Para Schopenhauer, o único momento de desprendimento é o de apreciação estética. Neste momento, segundo ele, seria como se nosso eu observador se desprendesse do corpo físico e passasse a observar nossa situação de uma maneira externa, de modo que consiga reparar nossas falhas e quanto somos dependentes de nossa vontade.
A questão é: essa noção de desprendimento para a interpretação seria o único comprometimento ético a ser seguido pelas artes? O decorrer das correntes artísticas prova que não.
O cinema é um ponto de observação interessante. A chamada sétima arte que, até hoje não é apontada como arte por certos críticos vorazes, apresenta transformações e comprometimentos éticos variados.
Em épocas intercaladas a briga “diretor versus ator” era uma dos pontos de partida para a discussão. O diretor, em épocas como a da nouvelle vague, era o ponto forte, buscando criar uma linguagem própria para o cinema. O ator, no entanto, é o ponto forte, principalmente no cenário hollywoodiano da época.
Os dois, no entanto, encontraram momentos de convivência harmoniosa, como no neorealismo italiano, onde Marcelo Mastroiani dividindo a atenção dos holofotes com diretores como Fellini e Antonioni. Mesmo um momento da nouvele vague contou com a essa divisão, como por exemplo, entre Jean-Pierre Léaud e os diretores Godard e Truffaut.

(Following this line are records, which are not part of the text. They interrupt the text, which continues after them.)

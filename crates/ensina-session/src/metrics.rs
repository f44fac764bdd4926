//! Session SDK metrics for observability.
//!
//! # Metrics
//!
//! - `ensina_session_operations_total` - Counter of session operations by operation, status
//! - `ensina_session_operation_duration_seconds` - Histogram of operation latencies
//! - `ensina_session_short_circuits_total` - Counter of session checks answered from cache, by gate
//! - `ensina_session_breaker_transitions_total` - Counter of circuit breaker transitions by state
//! - `ensina_consistency_runs_total` - Counter of validation runs by result
//! - `ensina_consistency_corrections_total` - Counter of correction attempts by strategy, outcome
//! - `ensina_monitor_cycles_total` - Counter of monitor cycles by outcome
//!
//! # Usage
//!
//! Metrics are recorded automatically if a `metrics`-compatible recorder is
//! installed; without one the calls are no-ops.

use std::time::Instant;

use metrics::{counter, histogram};

/// Metric name for total session operations.
pub const OPERATIONS_TOTAL: &str = "ensina_session_operations_total";

/// Metric name for the operation duration histogram.
pub const OPERATION_DURATION_SECONDS: &str = "ensina_session_operation_duration_seconds";

/// Metric name for session checks answered without a network call.
pub const SHORT_CIRCUITS_TOTAL: &str = "ensina_session_short_circuits_total";

/// Metric name for circuit breaker transitions.
pub const BREAKER_TRANSITIONS_TOTAL: &str = "ensina_session_breaker_transitions_total";

/// Metric name for consistency validation runs.
pub const CONSISTENCY_RUNS_TOTAL: &str = "ensina_consistency_runs_total";

/// Metric name for correction attempts.
pub const CORRECTIONS_TOTAL: &str = "ensina_consistency_corrections_total";

/// Metric name for monitor cycles.
pub const MONITOR_CYCLES_TOTAL: &str = "ensina_monitor_cycles_total";

/// Session operations for metric labels.
#[derive(Debug, Clone, Copy, PartialEq, Eq)]
pub enum Operation {
    SignIn,
    SignUp,
    SignOut,
    CheckSession,
    Refresh,
}

impl Operation {
    /// Get the operation name as a string for metric labels.
    #[must_use]
    pub fn as_str(&self) -> &'static str {
        match self {
            Self::SignIn => "sign_in",
            Self::SignUp => "sign_up",
            Self::SignOut => "sign_out",
            Self::CheckSession => "check_session",
            Self::Refresh => "refresh",
        }
    }
}

/// Operation result for metric labels.
#[derive(Debug, Clone, Copy, PartialEq, Eq)]
pub enum Status {
    Success,
    Unauthenticated,
    Error,
    Cancelled,
}

impl Status {
    /// Get the status as a string for metric labels.
    #[must_use]
    pub fn as_str(&self) -> &'static str {
        match self {
            Self::Success => "success",
            Self::Unauthenticated => "unauthenticated",
            Self::Error => "error",
            Self::Cancelled => "cancelled",
        }
    }
}

/// Record a completed session operation.
pub fn record_operation(operation: Operation, status: Status, duration_seconds: f64) {
    counter!(
        OPERATIONS_TOTAL,
        "operation" => operation.as_str(),
        "status" => status.as_str()
    )
    .increment(1);

    histogram!(
        OPERATION_DURATION_SECONDS,
        "operation" => operation.as_str()
    )
    .record(duration_seconds);
}

/// Record a session check answered from cache.
///
/// `gate` names the short-circuit that fired: "breaker_open", "debounced",
/// "cache_valid", or "coalesced".
pub fn record_short_circuit(gate: &'static str) {
    counter!(SHORT_CIRCUITS_TOTAL, "gate" => gate).increment(1);
}

/// Record a circuit breaker transition into the given state.
pub fn record_breaker_transition(state: &'static str) {
    counter!(BREAKER_TRANSITIONS_TOTAL, "state" => state).increment(1);
}

/// Record a consistency validation run.
///
/// `result` is "consistent", "inconsistent", or "error".
pub fn record_consistency_run(result: &'static str) {
    counter!(CONSISTENCY_RUNS_TOTAL, "result" => result).increment(1);
}

/// Record a correction attempt for a strategy.
pub fn record_correction(strategy: &'static str, outcome: &'static str) {
    counter!(
        CORRECTIONS_TOTAL,
        "strategy" => strategy,
        "outcome" => outcome
    )
    .increment(1);
}

/// Record a monitor cycle.
///
/// `outcome` is "skipped_logged_out", "skipped_offline", "consistent",
/// "inconsistent", "repaired", "error", or "escalated".
pub fn record_monitor_cycle(outcome: &'static str) {
    counter!(MONITOR_CYCLES_TOTAL, "outcome" => outcome).increment(1);
}

/// Timer guard for recording operation duration.
///
/// Records the duration when dropped.
///
/// # Example
///
/// ```ignore
/// let timer = OperationTimer::start(Operation::SignIn);
/// let result = store.sign_in(&credentials).await;
/// timer.success();
/// ```
#[must_use]
pub struct OperationTimer {
    operation: Operation,
    start: Instant,
    recorded: bool,
}

impl OperationTimer {
    /// Start a new operation timer.
    pub fn start(operation: Operation) -> Self {
        Self {
            operation,
            start: Instant::now(),
            recorded: false,
        }
    }

    /// Record success and return the duration.
    pub fn success(mut self) -> std::time::Duration {
        let duration = self.start.elapsed();
        record_operation(self.operation, Status::Success, duration.as_secs_f64());
        self.recorded = true;
        duration
    }

    /// Record a clean unauthenticated result and return the duration.
    pub fn unauthenticated(mut self) -> std::time::Duration {
        let duration = self.start.elapsed();
        record_operation(
            self.operation,
            Status::Unauthenticated,
            duration.as_secs_f64(),
        );
        self.recorded = true;
        duration
    }

    /// Record an error and return the duration.
    pub fn error(mut self) -> std::time::Duration {
        let duration = self.start.elapsed();
        record_operation(self.operation, Status::Error, duration.as_secs_f64());
        self.recorded = true;
        duration
    }
}

impl Drop for OperationTimer {
    fn drop(&mut self) {
        // Not explicitly recorded means the future was dropped mid-flight
        if !self.recorded {
            let duration = self.start.elapsed();
            record_operation(self.operation, Status::Cancelled, duration.as_secs_f64());
        }
    }
}

/// Describe all metrics for registration with a recorder.
///
/// Call this during application startup to register metric descriptions.
pub fn describe_metrics() {
    use metrics::{describe_counter, describe_histogram, Unit};

    describe_counter!(
        OPERATIONS_TOTAL,
        Unit::Count,
        "Total number of session operations performed by the Ensina SDK"
    );

    describe_histogram!(
        OPERATION_DURATION_SECONDS,
        Unit::Seconds,
        "Duration of session operations in seconds"
    );

    describe_counter!(
        SHORT_CIRCUITS_TOTAL,
        Unit::Count,
        "Session checks answered from cache without a network call"
    );

    describe_counter!(
        BREAKER_TRANSITIONS_TOTAL,
        Unit::Count,
        "Circuit breaker state transitions"
    );

    describe_counter!(
        CONSISTENCY_RUNS_TOTAL,
        Unit::Count,
        "Consistency validation runs"
    );

    describe_counter!(
        CORRECTIONS_TOTAL,
        Unit::Count,
        "Correction attempts by strategy and outcome"
    );

    describe_counter!(MONITOR_CYCLES_TOTAL, Unit::Count, "Health monitor cycles");
}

Mas qual a questão que liga isso a nossa temática?
A criação de uma linguagem própria. A idéia de criar um estilo autoral, uma assinatura em seus filmes, deu a diversos diretores a premissa de um comprometimento com a criação de uma linguagem, um discurso criado exatamente para a tela do cinema, e que não fosse apenas o reflexo da literatura ou de outra vertente artística. Este era basicamente o comprometimento ético destes diretores.
Mas isso já havia sido questionado desde cedo, por Eisenstein, com seus métodos subversivos de edição e, principalmente, com as temáticas associadas à lutas políticas. Eisenstein, russo, trouxe às telas os ideais do socialismo de uma maneira que até hoje outros diretores tem dificuldade de o fazer. Em “Greve”, questiona a idéia da organização privada, uma das bases do capitalismo. Um filme da década de 20, mudo, que traz ao cinema o questionamento quanto ao seu comprometimento ético com a política. Eisenstein, assim como diversos teóricos contemporâneos, enxergava que não era possível ser neutro ou então ignorar sua posição política em uma sociedade, e nem mesmo nas artes. Seria como se esconder na ficção.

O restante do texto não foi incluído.